Раньше и Хелене, и ему было совершенно безразлично, как и что есть, все зависело от того, как и где они если. Ради далеко лежащего ресторанчика с косящим внутрь солнцем можно было примириться с реакционными воплями, которые несколькими столиками дальше объединяли ремесленников с пенсионерами. И все это без усилия перекрывал Элвис из музыкального автомата: "one night with you" (20) -- с какой львиностью преподносилось это великолепное лживое желание. После этого королевский вальс, и мировая загадка на остаток дня была решена.
Таких ресторанчиков больше нет. Музыкальные автоматы стоят теперь в прихожих шикарных квартир в домах старой застройки. Ресторанчики теперь принадлежат какой-то гастрономической сети. Зальный характер, то есть то единственно реальное великодушие и возвышенность в этих помещениях, было явно то, что не помещалось в узколобых башках этих типов. По согласованию с торговыми психологами, они делали ставку на тесноту и уют, опускали пониже потолки и разбивали помещения на ящики и койки. И за их успехом скрывалась истина: еще недавно пустовавшие локали заполнялись, ибо человек был скотиной и лучше всего чувствовал себя в загоне.

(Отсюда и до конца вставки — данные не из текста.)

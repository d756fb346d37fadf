mod common;

use std::collections::HashSet;
use std::sync::Arc;

use common::{order_rules, query, unit_names};
use proptest::collection::vec as prop_vec;
use proptest::prelude::*;
use sqlshard::{Arg, Kernel, Router, StatementBuilder, StatementKind, Value};

fn placeholders(sql: &str) -> usize {
    sql.matches('?').count()
}

// Property: equality on both sharding columns lands on exactly the node the
// modulo algorithms name.
proptest! {
    #[test]
    fn prop_equality_routes_to_one_node(user_id in -1000i64..1000, order_id in -1000i64..1000) {
        let sql = "SELECT * FROM t_order WHERE user_id = ? AND order_id = ?";
        let statement = StatementBuilder::new(StatementKind::Select, sql)
            .table("t_order")
            .equal("user_id", Arg::Param)
            .equal("order_id", Arg::Param)
            .build()
            .unwrap();
        let rules = order_rules();
        let context = Router::new(&rules)
            .route(&statement, &[Value::Int(user_id), Value::Int(order_id)])
            .unwrap();
        let expected = format!("ds_{}:t_order_{}", user_id.rem_euclid(2), order_id.rem_euclid(3));
        prop_assert_eq!(unit_names(&context), vec![expected]);
    }
}

// Property: range routing never yields duplicate units and stays inside the
// configured nodes.
proptest! {
    #[test]
    fn prop_range_units_are_distinct(low in -50i64..50, width in 0i64..10) {
        let sql = "SELECT * FROM t_order WHERE order_id BETWEEN ? AND ?";
        let statement = StatementBuilder::new(StatementKind::Select, sql)
            .table("t_order")
            .between("order_id", Arg::Param, Arg::Param)
            .build()
            .unwrap();
        let rules = order_rules();
        let context = Router::new(&rules)
            .route(&statement, &[Value::Int(low), Value::Int(low + width)])
            .unwrap();
        let names = unit_names(&context);
        let distinct: HashSet<&String> = names.iter().collect();
        prop_assert_eq!(distinct.len(), names.len());
        prop_assert!(names.len() <= 6);
        prop_assert!(!names.is_empty());
    }
}

// Property: every IN item reaches exactly one unit and parameters stay aligned
// with placeholders.
proptest! {
    #[test]
    fn prop_in_items_partitioned(order_ids in prop_vec(0i64..100, 2..8)) {
        let distinct: HashSet<i64> = order_ids.iter().copied().collect();
        prop_assume!(distinct.len() == order_ids.len());

        let markers = vec!["?"; order_ids.len()].join(", ");
        let sql = format!("SELECT * FROM t_order WHERE user_id = 0 AND order_id IN ({})", markers);
        let args = vec![Arg::Param; order_ids.len()];
        let statement = StatementBuilder::new(StatementKind::Select, &sql)
            .table("t_order")
            .equal("user_id", Arg::lit(0))
            .in_list("order_id", &args)
            .build()
            .unwrap();
        let parameters: Vec<Value> = order_ids.iter().copied().map(Value::Int).collect();
        let kernel = Kernel::new(Arc::new(order_rules()));
        let context = kernel
            .generate_execution_context(&query(&sql, statement, &parameters))
            .unwrap();

        let mut seen = Vec::new();
        for unit in context.units() {
            prop_assert_eq!(placeholders(&unit.sql), unit.parameters.len());
            for value in &unit.parameters {
                let id = value.as_i64().unwrap();
                let expected_table = format!("t_order_{} ", id.rem_euclid(3));
                prop_assert!(
                    unit.sql.contains(&expected_table),
                    "{} not in {}",
                    expected_table,
                    unit.sql
                );
                seen.push(id);
            }
        }
        seen.sort_unstable();
        let mut expected = order_ids.clone();
        expected.sort_unstable();
        prop_assert_eq!(seen, expected);
    }
}

// Property: each INSERT row is sent exactly once.
proptest! {
    #[test]
    fn prop_insert_rows_sent_once(rows in prop_vec((0i64..10, 0i64..100), 1..6)) {
        let values = vec!["(?, ?)"; rows.len()].join(", ");
        let sql = format!("INSERT INTO t_order (user_id, order_id) VALUES {}", values);
        let mut builder = StatementBuilder::new(StatementKind::Insert, &sql)
            .table("t_order")
            .insert_columns(&["user_id", "order_id"]);
        for _ in &rows {
            builder = builder.insert_row(&[Arg::Param, Arg::Param]);
        }
        let statement = builder.build().unwrap();
        let parameters: Vec<Value> = rows
            .iter()
            .flat_map(|&(user_id, order_id)| [Value::Int(user_id), Value::Int(order_id)])
            .collect();
        let kernel = Kernel::new(Arc::new(order_rules()));
        let context = kernel
            .generate_execution_context(&query(&sql, statement, &parameters))
            .unwrap();

        let mut sent = Vec::new();
        for unit in context.units() {
            prop_assert_eq!(placeholders(&unit.sql), unit.parameters.len());
            for pair in unit.parameters.chunks(2) {
                let user_id = pair[0].as_i64().unwrap();
                prop_assert!(unit.data_source.ends_with(&user_id.rem_euclid(2).to_string()));
                sent.push((user_id, pair[1].as_i64().unwrap()));
            }
        }
        let mut expected = rows.clone();
        expected.sort_unstable();
        sent.sort_unstable();
        prop_assert_eq!(sent, expected);
    }
}

// Property: the pagination window only widens when more than one unit runs.
proptest! {
    #[test]
    fn prop_pagination_window(
        offset in 0i64..1000,
        row_count in 1i64..1000,
        single in any::<bool>(),
    ) {
        let sql = if single {
            "SELECT * FROM t_order WHERE user_id = 0 AND order_id = 0 LIMIT ?, ?"
        } else {
            "SELECT * FROM t_order WHERE user_id = 0 LIMIT ?, ?"
        };
        let mut builder = StatementBuilder::new(StatementKind::Select, sql)
            .table("t_order")
            .equal("user_id", Arg::lit(0));
        if single {
            builder = builder.equal("order_id", Arg::lit(0));
        }
        let statement = builder.offset(Arg::Param).row_count(Arg::Param).build().unwrap();
        let parameters = [Value::Int(offset), Value::Int(row_count)];
        let kernel = Kernel::new(Arc::new(order_rules()));
        let context = kernel
            .generate_execution_context(&query(sql, statement, &parameters))
            .unwrap();

        let expected = if single {
            vec![Value::Int(offset), Value::Int(row_count)]
        } else {
            vec![Value::Int(0), Value::Int(offset + row_count)]
        };
        prop_assert_eq!(context.units().len(), if single { 1 } else { 3 });
        for unit in context.units() {
            prop_assert_eq!(&unit.parameters, &expected);
        }
    }
}

// Property: assembling keeps every byte outside the tokens and places each
// replacement in token order.
proptest! {
    #[test]
    fn prop_assemble_keeps_gaps(cuts in prop_vec(0usize..48, 0..12), seed in 0u8..3) {
        use sqlshard::rewrite::{assemble, SqlToken, TokenKind};

        let sql = "SELECT id, name FROM t_order WHERE id > 10 LIMIT 5";
        let mut cuts = cuts;
        cuts.sort_unstable();
        cuts.dedup();
        let tokens: Vec<SqlToken> = cuts
            .chunks_exact(2)
            .enumerate()
            .map(|(i, pair)| {
                let kind = match (i as u8 + seed) % 3 {
                    0 => TokenKind::Literal { text: format!("<{}>", i) },
                    1 => TokenKind::Remove,
                    _ => TokenKind::Pagination { value: i as i64 },
                };
                SqlToken::new(pair[0], pair[1], kind)
            })
            .collect();

        let rewritten = assemble(sql, &tokens, None);
        let consumed: usize = tokens.iter().map(|t| t.stop_index + 1 - t.start_index).sum();
        let replaced: usize = tokens.iter().map(|t| t.to_text(None).len()).sum();
        prop_assert_eq!(rewritten.len(), sql.len() - consumed + replaced);

        let mut cursor = 0;
        let mut at = 0;
        for token in &tokens {
            let gap = &sql[cursor..token.start_index];
            prop_assert_eq!(&rewritten[at..at + gap.len()], gap);
            at += gap.len();
            let text = token.to_text(None);
            prop_assert_eq!(&rewritten[at..at + text.len()], text.as_str());
            at += text.len();
            cursor = token.stop_index + 1;
        }
        prop_assert_eq!(&rewritten[at..], &sql[cursor..]);
    }
}
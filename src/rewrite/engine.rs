//! SQL rewrite assembler.

use tracing::debug;

use crate::error::Result;
use crate::route::{RouteContext, RouteUnit};
use crate::rule::RuleSet;
use crate::statement::StatementContext;
use crate::value::Value;

use super::context::SqlRewriteContext;
use super::decorator::decorators;
use super::parameter::ParameterBuilder;
use super::token::SqlToken;

/// SQL text and parameters for one execution.
#[derive(Debug, Clone, PartialEq)]
pub struct SqlRewriteUnit {
    pub sql: String,
    pub parameters: Vec<Value>,
}

#[derive(Debug, Clone, PartialEq)]
pub enum SqlRewriteResult {
    /// The logical SQL is valid as is for the single target.
    Identity(SqlRewriteUnit),
    /// One rewritten unit per route unit, in route order.
    RouteUnits(Vec<(RouteUnit, SqlRewriteUnit)>),
}

impl SqlRewriteResult {
    pub fn is_identity(&self) -> bool {
        matches!(self, SqlRewriteResult::Identity(_))
    }
}

/// Applies `tokens` (sorted, non-overlapping) to `sql` for `unit`.
pub fn assemble(sql: &str, tokens: &[SqlToken], unit: Option<&RouteUnit>) -> String {
    let mut result = String::with_capacity(sql.len() + 16 * tokens.len());
    let mut cursor = 0;
    for token in tokens {
        result.push_str(&sql[cursor..token.start_index]);
        result.push_str(&token.to_text(unit));
        cursor = token.stop_index + 1;
    }
    result.push_str(&sql[cursor..]);
    result
}

#[derive(Debug, Clone, Copy)]
pub struct SqlRewriteEngine<'a> {
    rules: &'a RuleSet,
}

impl<'a> SqlRewriteEngine<'a> {
    pub fn new(rules: &'a RuleSet) -> Self {
        Self { rules }
    }

    pub fn rewrite(
        &self,
        sql: &str,
        statement: &StatementContext,
        parameters: &[Value],
        route_context: &RouteContext,
    ) -> Result<SqlRewriteResult> {
        let mut context = SqlRewriteContext::new(sql, statement, parameters);
        for decorator in decorators() {
            if decorator.is_applicable(statement, self.rules) {
                debug!(decorator = decorator.name(), "rewrite decorator applied");
                decorator.decorate(self.rules, &mut context, route_context)?;
            }
        }
        context.generate(route_context)?;
        Ok(rewrite_units(sql, context.tokens(), context.parameter_builder(), route_context))
    }
}

fn rewrite_units(
    sql: &str,
    tokens: &[SqlToken],
    parameters: &ParameterBuilder,
    route_context: &RouteContext,
) -> SqlRewriteResult {
    let units = route_context.units();
    if units.len() <= 1 && tokens.is_empty() {
        return SqlRewriteResult::Identity(SqlRewriteUnit {
            sql: sql.to_string(),
            parameters: parameters.build(units.first()),
        });
    }
    SqlRewriteResult::RouteUnits(
        units
            .iter()
            .map(|unit| {
                let rewritten = SqlRewriteUnit {
                    sql: assemble(sql, tokens, Some(unit)),
                    parameters: parameters.build(Some(unit)),
                };
                (unit.clone(), rewritten)
            })
            .collect(),
    )
}

#[cfg(test)]
mod tests {
    use super::*;
    use crate::route::Router;
    use crate::statement::{Arg, StatementBuilder, StatementKind};
    use crate::test_support::order_rules;

    fn rewrite(sql: &str, statement: &StatementContext, parameters: &[Value]) -> SqlRewriteResult {
        let rules = order_rules();
        let route_context = Router::new(&rules).route(statement, parameters).unwrap();
        SqlRewriteEngine::new(&rules)
            .rewrite(sql, statement, parameters, &route_context)
            .unwrap()
    }

    fn units(result: &SqlRewriteResult) -> Vec<(String, String, Vec<Value>)> {
        match result {
            SqlRewriteResult::RouteUnits(units) => units
                .iter()
                .map(|(unit, r)| {
                    let data_source = unit.data_source().to_string();
                    (data_source, r.sql.clone(), r.parameters.clone())
                })
                .collect(),
            SqlRewriteResult::Identity(r) => {
                vec![(String::new(), r.sql.clone(), r.parameters.clone())]
            }
        }
    }

    #[test]
    fn test_single_table_is_identity() {
        let sql = "SELECT * FROM t_user WHERE id = ?";
        let statement = StatementBuilder::new(StatementKind::Select, sql)
            .table("t_user")
            .equal("id", Arg::Param)
            .build()
            .unwrap();
        let result = rewrite(sql, &statement, &[Value::Int(1)]);
        assert!(result.is_identity());
        assert_eq!(units(&result), vec![(String::new(), sql.to_string(), vec![Value::Int(1)])]);
    }

    #[test]
    fn test_insert_rewritten_to_actual_table() {
        let sql = "INSERT INTO t_order (user_id, order_id) VALUES (?, ?)";
        let statement = StatementBuilder::new(StatementKind::Insert, sql)
            .table("t_order")
            .insert_columns(&["user_id", "order_id"])
            .insert_row(&[Arg::Param, Arg::Param])
            .build()
            .unwrap();
        let result = rewrite(sql, &statement, &[Value::Int(2), Value::Int(4)]);
        assert_eq!(
            units(&result),
            vec![(
                "ds_0".to_string(),
                "INSERT INTO t_order_1 (user_id, order_id) VALUES (?, ?)".to_string(),
                vec![Value::Int(2), Value::Int(4)],
            )]
        );
    }

    #[test]
    fn test_in_list_split_across_units() {
        let sql = "SELECT * FROM t_order WHERE user_id = 0 AND order_id IN (?, ?, ?)";
        let statement = StatementBuilder::new(StatementKind::Select, sql)
            .table("t_order")
            .equal("user_id", Arg::lit(0))
            .in_list("order_id", &[Arg::Param, Arg::Param, Arg::Param])
            .build()
            .unwrap();
        let result = rewrite(sql, &statement, &[Value::Int(3), Value::Int(4), Value::Int(6)]);
        assert_eq!(
            units(&result),
            vec![
                (
                    "ds_0".to_string(),
                    "SELECT * FROM t_order_0 WHERE user_id = 0 AND order_id IN (?, ?)".to_string(),
                    vec![Value::Int(3), Value::Int(6)],
                ),
                (
                    "ds_0".to_string(),
                    "SELECT * FROM t_order_1 WHERE user_id = 0 AND order_id IN (?)".to_string(),
                    vec![Value::Int(4)],
                ),
            ]
        );
    }

    #[test]
    fn test_pagination_window_widened() {
        let sql = "SELECT * FROM t_order ORDER BY order_id LIMIT 10, 5";
        let statement = StatementBuilder::new(StatementKind::Select, sql)
            .table("t_order")
            .column("order_id")
            .offset(Arg::lit(10))
            .row_count(Arg::lit(5))
            .build()
            .unwrap();
        let result = rewrite(sql, &statement, &[]);
        let units = units(&result);
        assert_eq!(units.len(), 6);
        assert_eq!(units[0].1, "SELECT * FROM t_order_0 ORDER BY order_id LIMIT 0, 15");
    }

    #[test]
    fn test_assemble_without_tokens_is_identity() {
        assert_eq!(assemble("SELECT 1", &[], None), "SELECT 1");
    }

    #[test]
    fn test_assemble_applies_tokens_in_order() {
        use crate::rewrite::token::TokenKind;
        use crate::route::RouteMapper;

        let sql = "/* hint */ SELECT * FROM t_order WHERE id = 1 LIMIT 10, 5";
        let table = sql.find("t_order").unwrap();
        let offset = sql.find("10").unwrap();
        let row_count = sql.rfind('5').unwrap();
        let tokens = vec![
            SqlToken::new(0, 9, TokenKind::Remove),
            SqlToken::new(
                table,
                table + 6,
                TokenKind::Table {
                    logic_table: "t_order".to_string(),
                    quote: None,
                },
            ),
            SqlToken::new(offset, offset + 1, TokenKind::Pagination { value: 0 }),
            SqlToken::new(row_count, row_count, TokenKind::Pagination { value: 15 }),
        ];
        let unit = RouteUnit::new(
            RouteMapper::identity("ds_0"),
            [RouteMapper::new("t_order", "t_order_1")],
        );

        let rewritten = assemble(sql, &tokens, Some(&unit));
        assert_eq!(rewritten, " SELECT * FROM t_order_1 WHERE id = 1 LIMIT 0, 15");

        let consumed: usize = tokens.iter().map(|t| t.stop_index + 1 - t.start_index).sum();
        let replaced: usize = tokens.iter().map(|t| t.to_text(Some(&unit)).len()).sum();
        assert_eq!(rewritten.len(), sql.len() - consumed + replaced);

        // Text between tokens survives untouched.
        for gap in [" SELECT * FROM ", " WHERE id = 1 LIMIT ", ", "] {
            assert!(rewritten.contains(gap), "{}", gap);
        }
        assert_eq!(
            assemble(sql, &tokens, None),
            " SELECT * FROM t_order WHERE id = 1 LIMIT 0, 15"
        );
    }
}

Гарри только приходилось следить за тем, чтобы не стать слишком беспощадным, поскольку его мизантропические приступы после их завершения давали о себе знать в его уголках рта. Во всяком случае, Хелена это всегда раньше замечала. И глобальное презрение Гарри к миру было для нее, преданной левачки, постоянным бельмом на глазу. И теперь, когда их встреча предварялась прежней нерешительностью Гарри, не следовало наводить Хелену на воспоминания о его прежнем дурном расположении духа.
Разумеется, они могли бы, вдруг осенило его, отправиться в Кельн, в одно из тех снобских заведений, которые принадлежали этим молодцам, что загадочным образом оставляли приятное впечатление. Они с фантастически быстрой уверенностью в угоду мгновенной моде поменяли тевтонскую мебель пивных на стулья французских бистро, покрыли столы белыми скатертями и дополнили меню парой-тройкой итальянских лакомств. Таких ресторанов было мало, поэтому их хорошо посещали. Они были забиты народом, и приходилось постоянно ждать свободных мест. Люди толкались и налетали друг на друга, но, странное дело, пребывали в хорошем настроении. Теснота явно давала людям ощущение сопринадлежности. Гарри однако спрашивал себя, проглотив, стоя с одним своим коллегой в одном из таких заведений, заказанную им моццареллу, неужели человек находится здесь исключительно ради того, чтобы его выжали как лимон. Испытывать сопринадлежность такого рода ему совершенно не обязательно. Хотя здесь не было потолков, как в хлеву музыкальных автоматов, но вокруг стойки была давка, как в стаде на водопое. Невозможно представить себе визит с Хеленой в такое новомодное заведение, где представители так называемой тусовки радостно перемывают друг другу косточки. Окунуться в толпу во все горло наслаждающихся жизнью казалось ему отвратительным. Со смешанным чувством нервного снобизма и отчаяния он лучше пойдет с Хеленой в Винервальдский трактир. Хотя это тоже был хлев еще тот, но он сделался в такой степени символом дурного вкуса и обывательства, что каждый еще больший обыватель считал себя вправе поносить его. И как раз поэтому Гарри безусловно отправился бы в это скверное заведение. Ты понимаешь, что фирма в упадке, и это придает ресторану данной сети оттенок достоинства, считал Гарри.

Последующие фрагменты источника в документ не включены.